[Work to complete]: Go through the records, and copy each line in which the string "Duration" is present.

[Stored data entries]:

☆ ☆ ☆ ☆ ☆ ☆ ☆

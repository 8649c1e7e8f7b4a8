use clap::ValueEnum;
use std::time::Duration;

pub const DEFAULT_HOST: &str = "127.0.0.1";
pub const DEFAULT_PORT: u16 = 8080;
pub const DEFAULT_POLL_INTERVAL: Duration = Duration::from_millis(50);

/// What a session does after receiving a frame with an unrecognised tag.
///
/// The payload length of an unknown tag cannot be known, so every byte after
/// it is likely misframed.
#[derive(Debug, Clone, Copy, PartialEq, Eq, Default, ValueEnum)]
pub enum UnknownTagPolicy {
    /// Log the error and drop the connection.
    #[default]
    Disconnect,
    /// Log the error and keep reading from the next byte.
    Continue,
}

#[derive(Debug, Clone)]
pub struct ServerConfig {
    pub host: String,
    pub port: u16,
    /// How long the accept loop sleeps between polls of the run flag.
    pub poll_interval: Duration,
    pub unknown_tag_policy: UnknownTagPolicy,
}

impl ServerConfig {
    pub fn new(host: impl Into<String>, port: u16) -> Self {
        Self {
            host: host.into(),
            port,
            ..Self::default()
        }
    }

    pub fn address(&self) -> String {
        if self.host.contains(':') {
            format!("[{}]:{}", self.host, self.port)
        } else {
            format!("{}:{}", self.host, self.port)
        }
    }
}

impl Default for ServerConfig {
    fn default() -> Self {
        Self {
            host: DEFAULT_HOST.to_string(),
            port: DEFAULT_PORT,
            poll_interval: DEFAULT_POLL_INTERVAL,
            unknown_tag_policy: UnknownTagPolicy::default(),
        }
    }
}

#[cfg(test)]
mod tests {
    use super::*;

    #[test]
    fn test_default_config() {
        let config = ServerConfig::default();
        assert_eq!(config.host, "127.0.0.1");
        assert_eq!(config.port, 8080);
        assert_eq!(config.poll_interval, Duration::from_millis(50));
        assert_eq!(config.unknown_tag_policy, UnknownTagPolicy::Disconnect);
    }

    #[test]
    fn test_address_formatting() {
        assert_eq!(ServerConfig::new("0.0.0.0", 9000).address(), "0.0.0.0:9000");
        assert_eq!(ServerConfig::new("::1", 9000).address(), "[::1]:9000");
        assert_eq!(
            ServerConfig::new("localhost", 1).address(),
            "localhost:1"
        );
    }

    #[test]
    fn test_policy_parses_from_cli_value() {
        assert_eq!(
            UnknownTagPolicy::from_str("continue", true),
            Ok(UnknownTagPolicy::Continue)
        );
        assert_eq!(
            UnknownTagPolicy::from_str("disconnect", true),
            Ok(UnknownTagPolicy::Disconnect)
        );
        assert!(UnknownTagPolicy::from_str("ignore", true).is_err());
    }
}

☆ ☆ ☆ ☆ ☆ ☆ ☆

[Solution to this problem]:
use std::time::Duration;
pub const DEFAULT_POLL_INTERVAL: Duration = Duration::from_millis(50);
    pub poll_interval: Duration,
        assert_eq!(config.poll_interval, Duration::from_millis(50));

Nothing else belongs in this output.